In the midst of this legal battle, as the Mormons appealed all the way to the Supreme Court, only to be ruled against, the United States government confiscated much of the Church’s property. The attorney general filed suits against the Church and the Perpetual Emigrating Fund Company. All property belonging to the two organizations was confiscated and the governernment took control of it. Though many men stood against this action in the face of intense public scrutiny, the measures went through solely due to the hatred and misunderstanding of the Church at this time. The Church was allowed to retain the use of some of its own buildings for a yearly rental.

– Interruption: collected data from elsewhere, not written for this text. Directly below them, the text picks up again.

//! Filesystem checkout manager: one directory per repo/pull/workspace under
//! the data dir, cloned with git2 and refreshed in place on reuse.

use std::fs;
use std::io;
use std::path::{Path, PathBuf};
use std::process::Command;

use git2::build::RepoBuilder;
use git2::{Repository, ResetType};
use tracing::debug;

use crate::domain::{AppError, PullRequest, Repo};
use crate::ports::WorkingDir;

pub struct FileWorkspace {
    data_dir: PathBuf,
}

fn git_err(command: &'static str, e: git2::Error) -> AppError {
    AppError::Git { command: command.to_string(), details: e.message().to_string() }
}

impl FileWorkspace {
    pub fn new(data_dir: impl Into<PathBuf>) -> Self {
        FileWorkspace { data_dir: data_dir.into() }
    }

    fn pull_dir(&self, repo: &Repo, pull: &PullRequest) -> PathBuf {
        self.data_dir.join("repos").join(&repo.full_name).join(pull.num.to_string())
    }

    fn checkout_dir(&self, repo: &Repo, pull: &PullRequest, workspace: &str) -> PathBuf {
        self.pull_dir(repo, pull).join(workspace)
    }

    /// Refresh an existing checkout: fetch the head branch and hard-reset
    /// onto what was fetched, discarding any leftover local state.
    fn update(&self, dir: &Path, pull: &PullRequest) -> Result<(), AppError> {
        let repo = Repository::open(dir).map_err(|e| git_err("git2::Repository::open", e))?;
        let mut remote = repo
            .find_remote("origin")
            .map_err(|e| git_err("git2::Repository::find_remote", e))?;
        remote
            .fetch(&[pull.head_branch.as_str()], None, None)
            .map_err(|e| git_err("git2::Remote::fetch", e))?;
        let fetched = repo
            .refname_to_id("FETCH_HEAD")
            .map_err(|e| git_err("git2::Repository::refname_to_id", e))?;
        let object = repo
            .find_object(fetched, None)
            .map_err(|e| git_err("git2::Repository::find_object", e))?;
        repo.reset(&object, ResetType::Hard, None)
            .map_err(|e| git_err("git2::Repository::reset", e))?;
        Ok(())
    }

    /// Merge the latest base branch into the checkout. Mutating porcelain is
    /// easier to drive through the git binary than through libgit2.
    fn merge_base(&self, dir: &Path, base_repo: &Repo, pull: &PullRequest) -> Result<(), AppError> {
        self.run_git(&["fetch", &base_repo.clone_url, &pull.base_branch], dir)?;
        self.run_git(&["merge", "--no-edit", "-q", "FETCH_HEAD"], dir)?;
        Ok(())
    }

    fn run_git(&self, args: &[&str], cwd: &Path) -> Result<String, AppError> {
        let output = Command::new("git").args(args).current_dir(cwd).output().map_err(|e| {
            AppError::Git { command: format!("git {}", args.join(" ")), details: e.to_string() }
        })?;
        if !output.status.success() {
            let stderr = String::from_utf8_lossy(&output.stderr).trim().to_string();
            return Err(AppError::Git {
                command: format!("git {}", args.join(" ")),
                details: if stderr.is_empty() { "unknown error".to_string() } else { stderr },
            });
        }
        Ok(String::from_utf8_lossy(&output.stdout).trim().to_string())
    }
}

impl WorkingDir for FileWorkspace {
    fn clone_repo(
        &self,
        base_repo: &Repo,
        head_repo: &Repo,
        pull: &PullRequest,
        rebase: bool,
        workspace: &str,
    ) -> Result<PathBuf, AppError> {
        let dir = self.checkout_dir(base_repo, pull, workspace);
        if dir.join(".git").exists() {
            debug!(dir = %dir.display(), "checkout exists, refreshing");
            self.update(&dir, pull)?;
        } else {
            if let Some(parent) = dir.parent() {
                fs::create_dir_all(parent)?;
            }
            debug!(
                repo = %head_repo.full_name,
                branch = %pull.head_branch,
                dir = %dir.display(),
                "cloning"
            );
            RepoBuilder::new()
                .branch(&pull.head_branch)
                .clone(&head_repo.clone_url, &dir)
                .map_err(|e| git_err("git2::build::RepoBuilder::clone", e))?;
        }
        if rebase {
            self.merge_base(&dir, base_repo, pull)?;
        }
        Ok(dir)
    }

    fn get_working_dir(
        &self,
        repo: &Repo,
        pull: &PullRequest,
        workspace: &str,
    ) -> Result<PathBuf, AppError> {
        let dir = self.checkout_dir(repo, pull, workspace);
        if !dir.join(".git").exists() {
            return Err(AppError::Io(io::Error::new(
                io::ErrorKind::NotFound,
                format!("no checkout at {}", dir.display()),
            )));
        }
        Ok(dir)
    }

    fn delete(&self, repo: &Repo, pull: &PullRequest) -> Result<(), AppError> {
        let dir = self.pull_dir(repo, pull);
        if dir.exists() {
            fs::remove_dir_all(&dir)?;
        }
        Ok(())
    }

    fn delete_for_workspace(
        &self,
        repo: &Repo,
        pull: &PullRequest,
        workspace: &str,
    ) -> Result<(), AppError> {
        let dir = self.checkout_dir(repo, pull, workspace);
        if dir.exists() {
            fs::remove_dir_all(&dir)?;
        }
        Ok(())
    }
}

Despite the intensity of feeling and suffering at this time, the Saints rejoiced when they completed the building of the Logan Temple in 1884. Temple worship is an essential part of Mormon doctrine and the focus on building temples began with Joseph Smith and has never ceased. The Logan Temple was the second to be completed in Utah, after the St. George Temple was dedicated in 1877. The completion of the Logan Temple was of great significance for the Saints and was the cause of much rejoicing.